L’image de couverture montre la « barrière de sécurité ». Il aurait été bien difficile de mettre un visage de colon pour illustrer les pages qui traitent du sujet. En montrant le mur qui serpente littéralement, nous voulions illustrer qu’il n’y a pas de contours qui soient simples dans ce pays, pas même ceux de la colonisation.

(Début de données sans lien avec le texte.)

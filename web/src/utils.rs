use gloo::storage::{LocalStorage, Storage};
use serde::Serialize;
use serde::de::DeserializeOwned;
use yew::prelude::*;

/// Namespaced LocalStorage key for a persisted value.
pub(crate) trait StorageKey {
    const KEY: &'static str;
}

pub(crate) trait LocalOrDefault {
    fn local_or_default() -> Self;
    fn local_save(&self);
}

impl<T> LocalOrDefault for T
where
    T: StorageKey + Default + Serialize + DeserializeOwned,
{
    fn local_or_default() -> Self {
        LocalStorage::get(Self::KEY).unwrap_or_default()
    }

    fn local_save(&self) {
        if let Err(err) = LocalStorage::set(Self::KEY, self) {
            log::error!("failed to save {}: {:?}", Self::KEY, err);
        }
    }
}

#[derive(Properties, PartialEq)]
pub(crate) struct ModalProps {
    #[prop_or_default]
    pub children: Html,
}

/// Helper component to attatch the contents into the document.body instead of in the place where it's used.
#[function_component]
pub(crate) fn Modal(props: &ModalProps) -> Html {
    let modal_host = gloo::utils::body();
    create_portal(props.children.clone(), modal_host.into())
}

/// Helper function to use JavaScript's Math.random
pub(crate) fn js_random_seed() -> u64 {
    use js_sys::Math::random;
    u64::from_be_bytes([
        (256. * random()) as u8,
        (256. * random()) as u8,
        (256. * random()) as u8,
        (256. * random()) as u8,
        (256. * random()) as u8,
        (256. * random()) as u8,
        (256. * random()) as u8,
        (256. * random()) as u8,
    ])
}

Mais afin d’être précis dans la description de la photo, il a fallu se pencher sur les cartes de Jérusalem et ses limites. Deux heures de consultation plus tard, il apparaît que tout de nouveau est très compliqué et qu’il n’y a pas de consensus sur la question. Le site de la municipalité de Jérusalem se garde (au moins en anglais) d’éclaircir sa position. En croisant et recroisant les cartes et les données : nous sommes bien dans Jérusalem et ce mur entoure le camp de réfugiés de Shuafat. Ainsi au cœur de la Ville Sainte il y a un camp de réfugiés ! En fait il y a en a deux, le second étant le camp d’Anata tout proche. Leurs histoires sont différentes mais ils partagent d’être tout ou partie cernés par le mur.

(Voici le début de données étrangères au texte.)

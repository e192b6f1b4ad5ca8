use gloo::timers::callback::Timeout;
use minegame_core::{GAME_OVER_CUE_DELAY_MS, GameEvent};
use web_sys::HtmlAudioElement;

/// Sound file played for each engine notification.
pub(crate) const fn sound_src(event: GameEvent) -> &'static str {
    use GameEvent::*;
    match event {
        MineTriggered => "/sounds/explosion.mpeg",
        SafeReveal => "/sounds/click.mpeg",
        Victory => "/sounds/win.mpeg",
        GameOverDelayed => "/sounds/gameover.mpeg",
    }
}

/// Fire-and-forget playback; a failed `play()` only loses an audio cue.
pub(crate) fn play(event: GameEvent, volume: u8) {
    let Ok(audio) = HtmlAudioElement::new_with_src(sound_src(event)) else {
        log::error!("could not create audio element for {:?}", event);
        return;
    };
    audio.set_volume(f64::from(volume.min(100)) / 100.0);
    if let Err(err) = audio.play() {
        log::debug!("audio cue {:?} not played: {:?}", event, err);
    }
}

/// Play the immediate cues for an outcome and, on a mine hit, schedule the
/// delayed game-over cue. The timeout is deliberately leaked: the source
/// never cancels it on reset, so a reset before it fires still plays the cue.
pub(crate) fn play_events(events: &[GameEvent], volume: u8) {
    for &event in events {
        play(event, volume);
        if event == GameEvent::MineTriggered {
            Timeout::new(GAME_OVER_CUE_DELAY_MS, move || {
                play(GameEvent::GameOverDelayed, volume)
            })
            .forget();
        }
    }
}

#[cfg(test)]
mod tests {
    use super::*;

    #[test]
    fn every_event_has_a_distinct_sound() {
        use GameEvent::*;
        let sources = [
            sound_src(MineTriggered),
            sound_src(SafeReveal),
            sound_src(Victory),
            sound_src(GameOverDelayed),
        ];
        for (i, a) in sources.iter().enumerate() {
            for b in &sources[i + 1..] {
                assert_ne!(a, b);
            }
        }
    }

    #[test]
    fn delayed_cue_matches_the_spec_delay() {
        assert_eq!(GAME_OVER_CUE_DELAY_MS, 1_000);
    }
}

Des réfugiés d’où ? Ceux du camp de Shuafat, actuellement 20 000 à 25 000 habitants, sont les descendants des 1 500 Palestiniens « évacués » en 1967 du quartier juif de la Vieille Ville annexée et dont les maisons ont été détruites pour agrandir le quartier et permettre la construction de la grande place devant le Mur occidental (Kotel). Leur situation administrative est incroyablement compliquée comme le rapporte Ir Amim, une organisation israélienne qui concentre son action d’observation sur la ville de Jérusalem.
Les uns sont détenteurs de l’identité de Jérusalem (10 à 15 mille), les autres non. Certains sont enregistrés comme réfugiés (10 000). «À l’intérieur du camp, l’ONU fournit des services de base aux réfugiés, alors que la municipalité de Jérusalem et l’État d’Israël sont obligés de subvenir aux besoins de tous les autres résidants de Jérusalem à l’intérieur du camp. Les résidants du camp ne payent pas de taxes municipales puisque l’ONU s’occupe de l’infrastructure de base telle que la collecte des ordures et l’entretien des routes à l’intérieur du camp ; il est également responsable de la fourniture de l’éducation et des services sociaux de base aux réfugiés. Les résidants du camp qui ne sont pas des réfugiés ont droit aux mêmes services d’éducation et d’aide sociale que les autres résidants de la ville.»
Plus on entre dans le détail, plus la question de Jérusalem apparaît dans sa complexité. Les maisons que l’on voit à l’horizon sont celles de Pisgat Zeev, au regard du Droit International : une colonie israélienne sur le territoire dévolu à la Palestine. Mais peut-on envisager de démanteler ce type de colonie, banlieue immédiate du tissu urbain ? Il serait juste de ne pas le faire comme il serait juste de donner la liberté aux habitants de Shuafat plutôt que de les parquer dans leur camp de réfugiés. En Terre Sainte des Palestiniens et parmi eux des chrétiens sont prêts à d’importantes concessions pour vivre en paix à côté des Israéliens mais ils attendent qu’elles puissent être faites dans un esprit de justice et non dans un rapport de forces permanent.
En attendant que les politiques cessent leur bras de fer, Jérusalem n’envie rien à Berlin.